◆ **Records to process**:
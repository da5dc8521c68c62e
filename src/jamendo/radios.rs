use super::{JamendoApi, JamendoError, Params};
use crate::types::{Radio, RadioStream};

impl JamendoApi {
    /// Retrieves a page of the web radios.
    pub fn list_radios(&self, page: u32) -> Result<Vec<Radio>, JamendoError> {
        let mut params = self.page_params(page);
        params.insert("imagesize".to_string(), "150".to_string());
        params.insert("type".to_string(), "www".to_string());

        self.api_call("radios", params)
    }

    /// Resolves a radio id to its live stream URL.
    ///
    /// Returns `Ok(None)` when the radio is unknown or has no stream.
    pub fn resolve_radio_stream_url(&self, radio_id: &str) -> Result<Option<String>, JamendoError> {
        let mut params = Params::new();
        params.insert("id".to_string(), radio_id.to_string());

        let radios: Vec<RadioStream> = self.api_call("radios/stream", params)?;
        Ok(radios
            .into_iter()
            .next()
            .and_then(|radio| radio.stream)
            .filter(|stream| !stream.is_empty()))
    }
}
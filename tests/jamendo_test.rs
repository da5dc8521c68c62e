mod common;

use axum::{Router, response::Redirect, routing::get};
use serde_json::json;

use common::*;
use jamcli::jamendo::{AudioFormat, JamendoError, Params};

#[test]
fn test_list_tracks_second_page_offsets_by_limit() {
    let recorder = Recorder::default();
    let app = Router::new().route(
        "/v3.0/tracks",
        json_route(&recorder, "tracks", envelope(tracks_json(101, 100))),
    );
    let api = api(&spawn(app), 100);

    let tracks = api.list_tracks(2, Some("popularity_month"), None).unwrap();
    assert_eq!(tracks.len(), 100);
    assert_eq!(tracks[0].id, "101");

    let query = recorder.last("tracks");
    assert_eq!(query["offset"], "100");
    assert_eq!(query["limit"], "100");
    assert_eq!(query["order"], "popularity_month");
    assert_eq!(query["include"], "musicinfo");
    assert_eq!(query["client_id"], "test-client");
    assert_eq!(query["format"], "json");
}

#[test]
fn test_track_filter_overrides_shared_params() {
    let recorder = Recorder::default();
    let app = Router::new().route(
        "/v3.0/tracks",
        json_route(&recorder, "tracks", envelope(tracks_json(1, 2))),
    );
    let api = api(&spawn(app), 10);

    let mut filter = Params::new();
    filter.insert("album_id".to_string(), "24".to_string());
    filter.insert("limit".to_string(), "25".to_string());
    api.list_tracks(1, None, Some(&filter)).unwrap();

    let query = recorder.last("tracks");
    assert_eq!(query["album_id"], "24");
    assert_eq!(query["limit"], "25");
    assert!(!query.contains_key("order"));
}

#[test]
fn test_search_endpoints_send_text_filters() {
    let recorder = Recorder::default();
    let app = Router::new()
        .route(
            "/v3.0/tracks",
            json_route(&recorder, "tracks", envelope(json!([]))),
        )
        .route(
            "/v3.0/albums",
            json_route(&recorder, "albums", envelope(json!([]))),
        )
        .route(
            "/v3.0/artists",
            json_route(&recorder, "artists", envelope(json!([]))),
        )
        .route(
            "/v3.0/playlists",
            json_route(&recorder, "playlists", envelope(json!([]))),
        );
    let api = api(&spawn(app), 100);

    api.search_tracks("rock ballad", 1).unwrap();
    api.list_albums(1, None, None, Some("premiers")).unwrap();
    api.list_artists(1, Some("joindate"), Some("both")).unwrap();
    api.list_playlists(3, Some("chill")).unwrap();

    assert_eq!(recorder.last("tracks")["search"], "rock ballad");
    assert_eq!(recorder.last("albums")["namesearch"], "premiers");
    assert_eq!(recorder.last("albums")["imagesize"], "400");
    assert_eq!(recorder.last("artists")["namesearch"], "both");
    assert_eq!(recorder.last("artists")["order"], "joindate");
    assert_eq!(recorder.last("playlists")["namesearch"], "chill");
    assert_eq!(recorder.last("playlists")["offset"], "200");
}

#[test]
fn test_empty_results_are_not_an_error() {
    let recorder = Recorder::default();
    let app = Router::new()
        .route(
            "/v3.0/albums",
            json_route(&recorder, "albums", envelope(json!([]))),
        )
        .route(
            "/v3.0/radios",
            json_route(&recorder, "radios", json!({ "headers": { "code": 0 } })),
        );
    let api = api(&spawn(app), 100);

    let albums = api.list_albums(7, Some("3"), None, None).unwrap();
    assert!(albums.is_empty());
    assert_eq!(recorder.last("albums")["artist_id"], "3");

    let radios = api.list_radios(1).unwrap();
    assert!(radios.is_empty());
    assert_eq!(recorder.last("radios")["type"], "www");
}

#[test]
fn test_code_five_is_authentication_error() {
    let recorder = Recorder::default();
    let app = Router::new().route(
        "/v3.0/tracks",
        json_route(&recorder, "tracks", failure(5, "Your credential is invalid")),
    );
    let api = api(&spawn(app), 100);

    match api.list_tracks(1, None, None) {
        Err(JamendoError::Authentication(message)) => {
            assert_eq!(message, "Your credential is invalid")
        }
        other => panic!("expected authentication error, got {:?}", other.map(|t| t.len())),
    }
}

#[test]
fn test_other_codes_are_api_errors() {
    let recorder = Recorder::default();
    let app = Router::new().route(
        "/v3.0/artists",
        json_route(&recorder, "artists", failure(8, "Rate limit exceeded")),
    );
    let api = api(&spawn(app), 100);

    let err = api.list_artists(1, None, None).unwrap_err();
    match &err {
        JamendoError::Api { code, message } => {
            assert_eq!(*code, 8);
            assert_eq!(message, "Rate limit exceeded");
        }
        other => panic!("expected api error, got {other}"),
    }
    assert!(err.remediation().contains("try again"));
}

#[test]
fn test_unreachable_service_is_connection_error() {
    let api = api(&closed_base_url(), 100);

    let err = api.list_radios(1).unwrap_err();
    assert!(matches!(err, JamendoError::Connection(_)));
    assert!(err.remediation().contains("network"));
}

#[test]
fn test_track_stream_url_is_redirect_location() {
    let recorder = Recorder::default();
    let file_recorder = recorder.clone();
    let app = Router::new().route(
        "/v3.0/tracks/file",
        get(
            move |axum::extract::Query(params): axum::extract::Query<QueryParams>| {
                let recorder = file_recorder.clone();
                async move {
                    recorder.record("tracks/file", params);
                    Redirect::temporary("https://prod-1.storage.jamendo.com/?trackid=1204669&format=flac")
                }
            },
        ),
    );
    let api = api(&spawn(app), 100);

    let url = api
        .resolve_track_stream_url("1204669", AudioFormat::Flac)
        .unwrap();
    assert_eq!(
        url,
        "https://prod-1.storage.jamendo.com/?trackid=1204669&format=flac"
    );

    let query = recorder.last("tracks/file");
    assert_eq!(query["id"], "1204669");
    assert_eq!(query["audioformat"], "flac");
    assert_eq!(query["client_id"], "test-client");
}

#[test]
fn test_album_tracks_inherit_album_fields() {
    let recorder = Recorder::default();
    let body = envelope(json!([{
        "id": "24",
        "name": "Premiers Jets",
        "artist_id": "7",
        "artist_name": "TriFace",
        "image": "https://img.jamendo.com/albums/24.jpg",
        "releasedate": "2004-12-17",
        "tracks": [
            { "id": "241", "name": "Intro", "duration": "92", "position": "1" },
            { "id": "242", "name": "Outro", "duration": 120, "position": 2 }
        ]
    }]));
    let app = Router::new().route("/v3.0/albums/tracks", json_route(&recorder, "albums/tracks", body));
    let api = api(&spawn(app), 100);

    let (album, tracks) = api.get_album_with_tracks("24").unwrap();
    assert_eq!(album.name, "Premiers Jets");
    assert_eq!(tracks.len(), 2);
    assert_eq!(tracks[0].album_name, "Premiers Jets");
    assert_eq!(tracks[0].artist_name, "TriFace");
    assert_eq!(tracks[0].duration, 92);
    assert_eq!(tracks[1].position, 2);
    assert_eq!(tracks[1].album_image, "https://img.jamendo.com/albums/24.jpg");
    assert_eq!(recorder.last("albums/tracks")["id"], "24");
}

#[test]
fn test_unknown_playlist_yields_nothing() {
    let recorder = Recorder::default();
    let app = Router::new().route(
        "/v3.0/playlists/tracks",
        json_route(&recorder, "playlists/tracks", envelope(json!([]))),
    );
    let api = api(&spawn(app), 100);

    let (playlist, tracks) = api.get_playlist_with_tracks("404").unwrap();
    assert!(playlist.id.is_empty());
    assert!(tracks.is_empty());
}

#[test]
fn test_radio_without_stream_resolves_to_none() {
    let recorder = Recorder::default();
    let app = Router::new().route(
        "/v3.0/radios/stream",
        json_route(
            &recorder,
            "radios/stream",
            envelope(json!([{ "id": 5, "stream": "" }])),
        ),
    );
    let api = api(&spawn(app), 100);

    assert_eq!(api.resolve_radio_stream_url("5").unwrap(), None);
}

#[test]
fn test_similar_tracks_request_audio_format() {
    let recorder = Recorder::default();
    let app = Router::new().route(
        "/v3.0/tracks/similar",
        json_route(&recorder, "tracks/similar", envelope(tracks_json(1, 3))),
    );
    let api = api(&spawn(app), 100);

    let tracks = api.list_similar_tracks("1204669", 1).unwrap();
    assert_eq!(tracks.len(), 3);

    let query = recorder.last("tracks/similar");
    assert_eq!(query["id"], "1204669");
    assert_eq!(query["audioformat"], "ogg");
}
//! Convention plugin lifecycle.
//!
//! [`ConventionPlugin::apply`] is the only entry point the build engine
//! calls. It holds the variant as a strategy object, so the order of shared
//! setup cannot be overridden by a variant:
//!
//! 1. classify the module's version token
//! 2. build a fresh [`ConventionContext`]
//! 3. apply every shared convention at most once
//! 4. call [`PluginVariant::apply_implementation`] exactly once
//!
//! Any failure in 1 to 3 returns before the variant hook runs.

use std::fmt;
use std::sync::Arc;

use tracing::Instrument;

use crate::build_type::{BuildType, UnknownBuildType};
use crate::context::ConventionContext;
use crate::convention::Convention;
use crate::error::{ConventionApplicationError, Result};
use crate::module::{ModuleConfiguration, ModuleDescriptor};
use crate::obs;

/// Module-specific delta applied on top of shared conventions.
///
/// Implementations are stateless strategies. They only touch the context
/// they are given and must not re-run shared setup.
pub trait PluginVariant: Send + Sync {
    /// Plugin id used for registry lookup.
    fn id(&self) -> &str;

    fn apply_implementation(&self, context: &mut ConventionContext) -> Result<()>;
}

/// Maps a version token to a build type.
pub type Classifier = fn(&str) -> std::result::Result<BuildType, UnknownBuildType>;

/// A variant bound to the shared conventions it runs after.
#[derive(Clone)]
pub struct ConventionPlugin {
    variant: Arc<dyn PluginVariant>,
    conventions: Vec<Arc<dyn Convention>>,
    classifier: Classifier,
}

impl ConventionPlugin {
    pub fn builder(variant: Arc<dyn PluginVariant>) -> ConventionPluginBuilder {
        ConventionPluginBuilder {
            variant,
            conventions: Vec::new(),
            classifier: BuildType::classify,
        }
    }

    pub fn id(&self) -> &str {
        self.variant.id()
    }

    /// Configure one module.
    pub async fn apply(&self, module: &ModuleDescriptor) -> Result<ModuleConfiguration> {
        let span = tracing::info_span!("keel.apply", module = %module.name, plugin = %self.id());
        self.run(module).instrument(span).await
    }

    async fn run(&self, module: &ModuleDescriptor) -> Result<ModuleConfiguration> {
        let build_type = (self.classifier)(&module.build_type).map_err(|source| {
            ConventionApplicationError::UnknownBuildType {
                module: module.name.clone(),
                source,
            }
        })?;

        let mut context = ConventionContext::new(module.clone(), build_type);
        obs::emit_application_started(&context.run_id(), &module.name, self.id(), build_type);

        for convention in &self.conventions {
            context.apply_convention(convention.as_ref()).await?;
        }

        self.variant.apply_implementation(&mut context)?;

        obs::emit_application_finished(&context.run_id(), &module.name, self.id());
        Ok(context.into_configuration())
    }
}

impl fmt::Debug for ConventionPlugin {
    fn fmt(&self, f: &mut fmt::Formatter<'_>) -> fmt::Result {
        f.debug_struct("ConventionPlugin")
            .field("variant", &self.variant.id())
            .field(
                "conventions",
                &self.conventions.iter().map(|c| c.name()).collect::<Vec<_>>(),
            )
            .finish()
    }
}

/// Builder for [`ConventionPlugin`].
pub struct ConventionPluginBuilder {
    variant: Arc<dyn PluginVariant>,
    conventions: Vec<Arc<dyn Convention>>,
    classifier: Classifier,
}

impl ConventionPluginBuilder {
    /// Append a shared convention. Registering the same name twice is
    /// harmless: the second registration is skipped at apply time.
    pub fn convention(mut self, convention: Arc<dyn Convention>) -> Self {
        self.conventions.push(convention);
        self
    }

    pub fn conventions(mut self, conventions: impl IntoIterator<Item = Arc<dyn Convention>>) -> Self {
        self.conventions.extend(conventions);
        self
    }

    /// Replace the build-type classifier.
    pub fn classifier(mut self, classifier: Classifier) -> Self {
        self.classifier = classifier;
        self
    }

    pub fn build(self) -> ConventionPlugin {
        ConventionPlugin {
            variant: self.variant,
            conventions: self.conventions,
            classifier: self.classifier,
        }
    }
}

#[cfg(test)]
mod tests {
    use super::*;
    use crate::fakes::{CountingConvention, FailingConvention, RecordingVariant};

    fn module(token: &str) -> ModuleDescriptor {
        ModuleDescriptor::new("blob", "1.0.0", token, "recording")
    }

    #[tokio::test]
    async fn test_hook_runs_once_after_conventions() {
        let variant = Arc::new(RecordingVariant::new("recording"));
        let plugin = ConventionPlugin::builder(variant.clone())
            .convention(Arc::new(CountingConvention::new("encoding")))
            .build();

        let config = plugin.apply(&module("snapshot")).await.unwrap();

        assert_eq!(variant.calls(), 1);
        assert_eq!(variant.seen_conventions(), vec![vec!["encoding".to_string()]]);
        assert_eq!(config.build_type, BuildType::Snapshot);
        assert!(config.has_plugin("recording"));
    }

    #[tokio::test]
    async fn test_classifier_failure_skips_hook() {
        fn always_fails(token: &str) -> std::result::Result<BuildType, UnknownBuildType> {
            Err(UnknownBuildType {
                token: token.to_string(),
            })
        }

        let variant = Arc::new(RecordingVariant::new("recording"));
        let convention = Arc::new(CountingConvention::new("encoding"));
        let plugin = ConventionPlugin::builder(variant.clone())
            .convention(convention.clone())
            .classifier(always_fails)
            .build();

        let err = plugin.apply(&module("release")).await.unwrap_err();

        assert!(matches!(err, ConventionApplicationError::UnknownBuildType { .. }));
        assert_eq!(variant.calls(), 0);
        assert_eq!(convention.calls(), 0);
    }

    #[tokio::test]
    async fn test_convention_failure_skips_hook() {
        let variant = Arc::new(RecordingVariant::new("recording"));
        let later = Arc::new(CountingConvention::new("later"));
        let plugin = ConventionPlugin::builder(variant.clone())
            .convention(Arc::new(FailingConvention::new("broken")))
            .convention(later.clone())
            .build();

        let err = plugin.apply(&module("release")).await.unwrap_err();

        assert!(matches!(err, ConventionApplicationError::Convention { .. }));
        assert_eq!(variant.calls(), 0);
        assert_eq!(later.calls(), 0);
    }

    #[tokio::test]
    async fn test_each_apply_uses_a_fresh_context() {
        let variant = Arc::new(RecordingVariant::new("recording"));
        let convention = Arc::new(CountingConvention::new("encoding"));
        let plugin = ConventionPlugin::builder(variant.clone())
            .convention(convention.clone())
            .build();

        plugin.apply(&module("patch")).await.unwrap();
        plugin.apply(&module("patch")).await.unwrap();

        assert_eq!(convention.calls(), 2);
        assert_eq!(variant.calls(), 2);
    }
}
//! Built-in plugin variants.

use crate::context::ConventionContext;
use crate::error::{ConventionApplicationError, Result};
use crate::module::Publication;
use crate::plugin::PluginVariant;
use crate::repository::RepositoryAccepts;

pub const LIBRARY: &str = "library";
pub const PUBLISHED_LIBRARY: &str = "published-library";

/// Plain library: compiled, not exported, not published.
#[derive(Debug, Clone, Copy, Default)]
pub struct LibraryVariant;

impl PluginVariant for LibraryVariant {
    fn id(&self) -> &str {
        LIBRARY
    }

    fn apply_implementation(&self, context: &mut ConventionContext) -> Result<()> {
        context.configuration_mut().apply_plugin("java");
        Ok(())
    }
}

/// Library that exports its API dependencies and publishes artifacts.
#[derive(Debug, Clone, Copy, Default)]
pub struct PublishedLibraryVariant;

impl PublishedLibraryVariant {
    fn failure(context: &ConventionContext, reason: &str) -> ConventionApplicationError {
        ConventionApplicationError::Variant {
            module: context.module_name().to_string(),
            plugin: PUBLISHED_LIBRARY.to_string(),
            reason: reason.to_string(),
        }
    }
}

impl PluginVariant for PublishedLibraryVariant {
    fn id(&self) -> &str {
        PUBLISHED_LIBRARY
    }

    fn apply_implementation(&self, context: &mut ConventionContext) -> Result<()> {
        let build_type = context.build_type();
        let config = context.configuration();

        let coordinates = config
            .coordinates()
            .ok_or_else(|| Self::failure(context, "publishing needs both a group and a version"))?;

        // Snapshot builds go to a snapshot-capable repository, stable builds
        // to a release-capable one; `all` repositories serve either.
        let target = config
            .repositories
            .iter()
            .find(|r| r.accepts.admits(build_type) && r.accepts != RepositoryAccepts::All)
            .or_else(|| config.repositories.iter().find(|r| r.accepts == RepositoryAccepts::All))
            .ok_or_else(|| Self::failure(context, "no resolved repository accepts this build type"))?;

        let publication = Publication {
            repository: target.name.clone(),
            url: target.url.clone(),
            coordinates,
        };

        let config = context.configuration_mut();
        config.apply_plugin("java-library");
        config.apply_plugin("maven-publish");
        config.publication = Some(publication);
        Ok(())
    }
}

◆ **Task directions**:
The answer should be a single number: the count of lines in the data that include the string "tracing".

◆ **Task output**:
2